Some of the other proposed changes to the $287 million Title X program include:
- Requiring clear financial and physical separation between Title X funded projects and programs or facilities where abortion is a method of family planning. "This separation will ensure adherence to statutory restrictions and provide clarity about permissible and impermissible activities for Title X projects," an said.
- Requiring clinics to encourage meaningful parent/child communication and, as required by federal law, encourage family participation in a minor's decision to seek family planning services, giving practical ways to begin -- and maintain -- such communication.
- Permitting individuals to qualify for Title X services if they are unable to obtain employer-sponsored insurance coverage for certain contraceptive services due to their employer's religious beliefs or moral convictions.
Contraception Access Concerns
One particularly disturbing aspect of the proposed rule is that it would allow family planning clinics to offer only certain types of birth control, which could curtail access to more effective -- and sometimes more expensive -- methods, said Tom Dardarian, DO, president-elect, of the American College of Osteopathic Obstetricians & Gynecologists.

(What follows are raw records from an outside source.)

//! In-process pipeline: one thread per stage, connected by OS pipes.
//!
//! Blocking reads and writes on the pipes are the only flow control. The
//! display sink runs on the calling thread and consumes the last stage's
//! output. When a stage fails its pipes close, so upstream stages see broken
//! pipes and downstream stages see end of input; the reported error is the
//! first one in pipeline order that is not a broken pipe.

use std::io::{self, Read, Write};
use std::path::Path;
use std::thread;

use ffp_display::Display;
use ffp_fragment_ops::FragmentOps;
use ffp_illumination::Illumination;
use ffp_memory::{FlatMemory, TexelMemory, DEFAULT_MEMORY_SIZE};
use ffp_rasterizer::Rasterizer;
use ffp_texture::Texturing;
use ffp_twin_core::{run_stage, PipeError, StageReport};
use ffp_vertex_transform::VertexTransform;

use crate::config::{PipelineConfig, StageKind};
use crate::error::TwinError;

/// Run one stage of the given kind from `input` to `output`.
///
/// Texturing reads its texels from `memory`; the other stages ignore it.
pub fn run_stage_kind<M, R, W>(
    kind: StageKind,
    width: u32,
    height: u32,
    memory: M,
    input: R,
    output: W,
) -> Result<StageReport, PipeError>
where
    M: TexelMemory,
    R: Read,
    W: Write,
{
    match kind {
        StageKind::VertexTransform => {
            run_stage(&mut VertexTransform::new(width, height), input, output)
        }
        StageKind::Illumination => run_stage(&mut Illumination::new(), input, output),
        StageKind::Rasterizer => run_stage(&mut Rasterizer::new(width, height), input, output),
        StageKind::Texturing => run_stage(&mut Texturing::new(memory), input, output),
        StageKind::FragmentOps => run_stage(&mut FragmentOps::new(width, height), input, output),
    }
}

/// Result of a pipeline run.
#[derive(Debug, Clone)]
pub struct RenderSummary {
    display: Display,
    stages: Vec<(StageKind, StageReport)>,
}

impl RenderSummary {
    /// SYNC commands that reached the display.
    pub fn frames(&self) -> u64 {
        self.display.report().frames
    }

    /// Fragments that reached the display.
    pub fn fragments(&self) -> u64 {
        self.display.report().fragments
    }

    /// Final display frame, row-major ARGB with row 0 at the bottom.
    pub fn frame(&self) -> &[u32] {
        self.display.frame()
    }

    pub fn stage_reports(&self) -> &[(StageKind, StageReport)] {
        &self.stages
    }

    pub fn save_png(&self, path: &Path) -> Result<(), TwinError> {
        self.display.save_png(path).map_err(TwinError::Display)
    }
}

fn is_broken_pipe(e: &PipeError) -> bool {
    matches!(e, PipeError::Io(io) if io.kind() == io::ErrorKind::BrokenPipe)
}

/// A configured pipeline with its texel memory.
#[derive(Debug)]
pub struct Pipeline {
    config: PipelineConfig,
    memory: FlatMemory,
}

impl Pipeline {
    /// Validate `config`, load texel memory and preload textures.
    pub fn new(config: PipelineConfig) -> Result<Self, TwinError> {
        let memory = match &config.memory {
            Some(path) => FlatMemory::load(path)?,
            None => FlatMemory::zeroed(config.memory_size.unwrap_or(DEFAULT_MEMORY_SIZE)),
        };
        Self::with_memory(config, memory)
    }

    /// Use `memory` instead of the configured image. Textures are still
    /// preloaded into it.
    pub fn with_memory(config: PipelineConfig, mut memory: FlatMemory) -> Result<Self, TwinError> {
        config.validate()?;
        for tex in &config.textures {
            memory.load_png(&tex.path, tex.offset)?;
        }
        Ok(Self { config, memory })
    }

    pub fn config(&self) -> &PipelineConfig {
        &self.config
    }

    pub fn memory(&self) -> &FlatMemory {
        &self.memory
    }

    /// Feed `input` through every stage and collect the display output.
    pub fn run<R: Read + Send>(&self, input: R) -> Result<RenderSummary, TwinError> {
        let PipelineConfig {
            width,
            height,
            ref stages,
            ref frame_dir,
            ..
        } = self.config;
        let mut display = Display::new(width, height);
        if let Some(dir) = frame_dir {
            display = display.with_frame_dir(dir);
        }
        log::info!(
            "pipeline: {}x{} with stages [{}]",
            width,
            height,
            stages
                .iter()
                .map(|s| s.name())
                .collect::<Vec<_>>()
                .join(", ")
        );

        thread::scope(|scope| -> Result<RenderSummary, TwinError> {
            let memory = &self.memory;
            let mut upstream: Box<dyn Read + Send + '_> = Box::new(input);
            let mut handles = Vec::with_capacity(stages.len());

            for &kind in stages {
                let (reader, writer) = io::pipe().map_err(PipeError::Io)?;
                let stage_input = std::mem::replace(&mut upstream, Box::new(reader));
                let handle = thread::Builder::new()
                    .name(kind.name().to_string())
                    .spawn_scoped(scope, move || {
                        run_stage_kind(kind, width, height, memory, stage_input, writer)
                    })
                    .map_err(PipeError::Io)?;
                handles.push((kind, handle));
            }

            let display_result = display.run(upstream);

            let mut reports = Vec::with_capacity(handles.len());
            let mut errors = Vec::new();
            for (kind, handle) in handles {
                match handle.join() {
                    Ok(Ok(report)) => reports.push((kind, report)),
                    Ok(Err(source)) => {
                        log::error!("pipeline: {} failed: {}", kind, source);
                        errors.push(TwinError::Stage { stage: kind, source });
                    }
                    Err(_) => errors.push(TwinError::Panicked(kind.name())),
                }
            }
            if let Err(e) = display_result {
                errors.push(TwinError::Display(e));
            }

            let root_cause = errors.iter().position(|e| match e {
                TwinError::Stage { source, .. } | TwinError::Display(source) => {
                    !is_broken_pipe(source)
                }
                _ => true,
            });
            if let Some(i) = root_cause {
                return Err(errors.swap_remove(i));
            }
            if let Some(first) = errors.into_iter().next() {
                return Err(first);
            }

            Ok(RenderSummary {
                display,
                stages: reports,
            })
        })
    }

    /// Run an in-memory command stream.
    pub fn run_bytes(&self, input: &[u8]) -> Result<RenderSummary, TwinError> {
        self.run(input)
    }
}
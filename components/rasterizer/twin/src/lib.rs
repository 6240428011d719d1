//! Triangle rasterizer stage.
//!
//! Screen-space triangles are scanned over their clamped bounding box with
//! pixel centers at `(x + 0.5, y + 0.5)`. A pixel is covered when all three
//! snapped edge values share the sign of the triangle's winding (zero counts
//! as inside). Depth is interpolated linearly in screen space; colors and
//! texture coordinates are interpolated perspective-correct using the `1/w`
//! carried in each vertex's fourth position component.
//!
//! Colored triangles produce FRAGMENT commands, textured triangles produce
//! TEXFRAGMENT commands. Fragments come out row by row, left to right.

pub mod edge;

use std::io::Write;

use ffp_twin_core::color::{clamp01, pack_argb};
use ffp_twin_core::protocol::{MAX_DEPTH, MIN_TRIANGLE_AREA};
use ffp_twin_core::{
    Command, CommandWriter, Fragment, Opcode, PipeError, RasterState, Stage, TexFragment,
    Triangle, VertexLayout,
};
use glam::{Vec2, Vec4};

pub use edge::{edge_function, fmac, snap_edge};

/// Commands interpreted by this stage.
pub const DECODE_TABLE: &[Opcode] = &[Opcode::Vertex4, Opcode::Vertex4Tc, Opcode::RasterState];

/// Inclusive pixel bounds of a triangle, clamped to the screen.
#[derive(Debug, Clone, Copy, PartialEq, Eq)]
pub struct BoundingBox {
    pub x_min: u32,
    pub y_min: u32,
    pub x_max: u32,
    pub y_max: u32,
}

/// Lower bound along one axis, or `None` when the triangle lies past `hi`.
fn min_coord(a: f32, b: f32, c: f32, lo: i32, hi: i32) -> Option<i32> {
    let min = a.min(b).min(c) as i32;
    (min <= hi).then_some(min.max(lo))
}

/// Upper bound along one axis, or `None` when the triangle lies before `lo`.
fn max_coord(a: f32, b: f32, c: f32, lo: i32, hi: i32) -> Option<i32> {
    let max = a.max(b).max(c) as i32;
    (max >= lo).then_some(max.saturating_add(1).min(hi))
}

impl BoundingBox {
    /// Bounds of the three screen positions on a `width` x `height` screen.
    /// Returns `None` for triangles entirely off screen.
    pub fn of(p: [Vec2; 3], width: u32, height: u32) -> Option<Self> {
        let x_hi = width as i32 - 1;
        let y_hi = height as i32 - 1;
        let x_min = min_coord(p[0].x, p[1].x, p[2].x, 0, x_hi)?;
        let y_min = min_coord(p[0].y, p[1].y, p[2].y, 0, y_hi)?;
        let x_max = max_coord(p[0].x, p[1].x, p[2].x, 0, x_hi)?;
        let y_max = max_coord(p[0].y, p[1].y, p[2].y, 0, y_hi)?;
        if x_min < 0 || y_min < 0 || x_max < 0 || y_max < 0 {
            return None;
        }
        Some(Self {
            x_min: x_min as u32,
            y_min: y_min as u32,
            x_max: x_max as u32,
            y_max: y_max as u32,
        })
    }
}

/// Per-triangle values computed once before the pixel loop.
#[derive(Debug, Clone, Copy)]
struct Setup {
    pos: [Vec2; 3],
    depth: [f32; 3],
    inv_w: [f32; 3],
    inv_area: f32,
    front: bool,
    /// Colors and texcoords pre-multiplied by `1/w`.
    color: [Vec4; 3],
    texcoord: [Vec2; 3],
}

/// Rasterizer stage context.
#[derive(Debug, Clone)]
pub struct Rasterizer {
    width: u32,
    height: u32,
    state: RasterState,
}

impl Rasterizer {
    /// Both faces drawn.
    pub fn new(width: u32, height: u32) -> Self {
        Self {
            width,
            height,
            state: RasterState::default(),
        }
    }

    pub fn state(&self) -> RasterState {
        self.state
    }

    /// Area test, culling and bounding box. `None` means nothing to draw.
    fn setup(&self, tri: &Triangle) -> Option<(Setup, BoundingBox)> {
        let [v0, v1, v2] = tri.vertices;
        let pos = [v0, v1, v2].map(|v| v.position.truncate().truncate());

        let area = edge_function(pos[0], pos[1], pos[2]);
        if area.abs() < MIN_TRIANGLE_AREA {
            log::trace!("rasterizer: degenerate triangle, area {}", area);
            return None;
        }
        let front = area < 0.0;
        if (front && !self.state.draw_front) || (!front && !self.state.draw_back) {
            log::trace!("rasterizer: culled {} face", if front { "front" } else { "back" });
            return None;
        }

        let bbox = BoundingBox::of(pos, self.width, self.height)?;
        let inv_w = [v0, v1, v2].map(|v| v.position.w);
        let color = [v0, v1, v2].map(|v| {
            let c = Vec4::new(
                clamp01(v.color.x),
                clamp01(v.color.y),
                clamp01(v.color.z),
                clamp01(v.color.w),
            );
            c * v.position.w
        });
        let texcoord = [v0, v1, v2].map(|v| v.texcoord * v.position.w);

        Some((
            Setup {
                pos,
                depth: [v0, v1, v2].map(|v| v.position.z),
                inv_w,
                inv_area: 1.0 / area,
                front,
                color,
                texcoord,
            },
            bbox,
        ))
    }

    /// Rasterize one screen-space triangle, handing every produced fragment
    /// command to `emit`. Returns the number of fragments produced.
    pub fn rasterize<E>(&self, tri: &Triangle, mut emit: E) -> Result<u64, PipeError>
    where
        E: FnMut(Command) -> Result<(), PipeError>,
    {
        let textured = tri.layout == VertexLayout::Vertex4Tc;
        let Some((s, bbox)) = self.setup(tri) else {
            return Ok(0);
        };

        let mut count = 0;
        for y in bbox.y_min..=bbox.y_max {
            for x in bbox.x_min..=bbox.x_max {
                let p = Vec2::new(x as f32 + 0.5, y as f32 + 0.5);
                let w = [
                    snap_edge(edge_function(s.pos[1], s.pos[2], p)),
                    snap_edge(edge_function(s.pos[2], s.pos[0], p)),
                    snap_edge(edge_function(s.pos[0], s.pos[1], p)),
                ];
                let covered = if s.front {
                    w.iter().all(|&e| e <= 0.0)
                } else {
                    w.iter().all(|&e| e >= 0.0)
                };
                if !covered {
                    continue;
                }

                let fz = (s.depth[0] * w[0] + s.depth[1] * w[1] + s.depth[2] * w[2]) * s.inv_area;
                if !(0.0..=1.0).contains(&fz) {
                    continue;
                }
                let z = (fz * MAX_DEPTH as f32) as u32 & MAX_DEPTH;

                let wn = 1.0 / fmac(s.inv_w, w);
                let attr = |v: [f32; 3]| fmac(v, w) * wn;
                let (x, y) = (x as u16, y as u16);

                let cmd = if textured {
                    Command::TexFragment(TexFragment {
                        x,
                        y,
                        z,
                        s: attr(s.texcoord.map(|t| t.x)),
                        t: attr(s.texcoord.map(|t| t.y)),
                    })
                } else {
                    let r = attr(s.color.map(|c| c.x));
                    let g = attr(s.color.map(|c| c.y));
                    let b = attr(s.color.map(|c| c.z));
                    let a = attr(s.color.map(|c| c.w));
                    Command::Fragment(Fragment {
                        x,
                        y,
                        z,
                        color: pack_argb(r, g, b, a),
                    })
                };
                emit(cmd)?;
                count += 1;
            }
        }
        Ok(count)
    }
}

impl Stage for Rasterizer {
    fn name(&self) -> &'static str {
        "rasterizer"
    }

    fn decode_table(&self) -> &'static [Opcode] {
        DECODE_TABLE
    }

    fn handle<W: Write>(
        &mut self,
        cmd: Command,
        out: &mut CommandWriter<W>,
    ) -> Result<(), PipeError> {
        match cmd {
            Command::Triangle(tri) => {
                let n = self.rasterize(&tri, |frag| out.write_command(&frag))?;
                log::trace!("rasterizer: {} fragments", n);
                out.flush()
            }
            Command::RasterState(state) => {
                log::debug!(
                    "rasterizer: draw front {} back {}",
                    state.draw_front,
                    state.draw_back
                );
                self.state = state;
                Ok(())
            }
            other => Err(PipeError::Unsupported {
                stage: "rasterizer",
                word: other.word(),
            }),
        }
    }
}
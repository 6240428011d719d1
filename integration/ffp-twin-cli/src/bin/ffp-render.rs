use std::path::PathBuf;

use clap::Parser;
use ffp_twin::{Pipeline, PipelineConfig};
use ffp_twin_cli::{fatal_pipeline, init_logging, open_input};

#[derive(Parser)]
#[command(name = "ffp-render")]
#[command(about = "Run a command stream through the whole pipeline in one process", long_about = None)]
#[command(version)]
struct Cli {
    /// Pipeline configuration (JSON)
    config: PathBuf,

    /// Input command stream (file or FIFO, "-" for stdin)
    input: PathBuf,

    /// Write the final frame to this PNG
    #[arg(short, long)]
    output: Option<PathBuf>,

    /// Only log warnings and errors
    #[arg(short, long)]
    quiet: bool,
}

fn main() -> anyhow::Result<()> {
    let cli = Cli::parse();
    init_logging(cli.quiet);

    let config = PipelineConfig::load(&cli.config)?;
    if let Some(dir) = &config.frame_dir {
        std::fs::create_dir_all(dir)?;
    }
    let pipeline = Pipeline::new(config)?;
    let input = open_input(&cli.input)?;
    let summary = pipeline.run(input).map_err(fatal_pipeline)?;

    if !cli.quiet {
        eprintln!(
            "Rendered {} frames, {} fragments",
            summary.frames(),
            summary.fragments()
        );
    }
    if let Some(path) = &cli.output {
        summary.save_png(path).map_err(fatal_pipeline)?;
    }
    Ok(())
}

"The abortion rate is down, and the teen pregnancy rate is down; we can directly link these to the increased availability of IUDs," he said. "Unfortunately, IUDs are a little more expensive, so by pulling them away from patients who need them the most, we are doing them a huge disservice ... Also, there are some women who have certain medical conditions that preclude them from taking the standard oral contraceptive, so we need these women to have access to [other methods] like progestin-only [pills] or IUDs."
The proposed changes to the rule will disproportionately affect minority women, said Mark Shahin, MD, a gynecologic oncologist in Abington, Pennsylvania, who was speaking for the Society for Gynecologic Oncology. The changes "will exacerbate social and economic disparities in access to care ... by leaving Title X patients, who are disproportionately black and Latino, without a source of care," he said.
"African-American women have higher mortality rates from breast and cervical cancer than any other group, so the proposed changes in Title X funding will adversely affect this population and take cancer screening away from women in our country who actually need it the most ... The women of America deserve better."
The proposed rule comes at the same time that HHS is ramping up its new division of Conscience and Religious Freedom, which is aimed at more strictly enforcing "conscience clauses" allowing clinicians to refuse to provide healthcare services that they have religious or moral objections to. "We're not exactly sure how [that new office] is playing into this ... but it's interesting that it was even felt that it was necessary," said Hal Lawrence, MD, ACOG executive vice president and CEO, during a question-and-answer session.
"Healthcare is healthcare, and it really is not religious based, it's healthcare-based, it's science-based and we have to be very careful when we start mixing those things," he said. "The founders of this country said we need to have separation of church and state; in healthcare, there is no question we need to have separation. We should all work to empower women to make decisions in their best interest and that are based on science."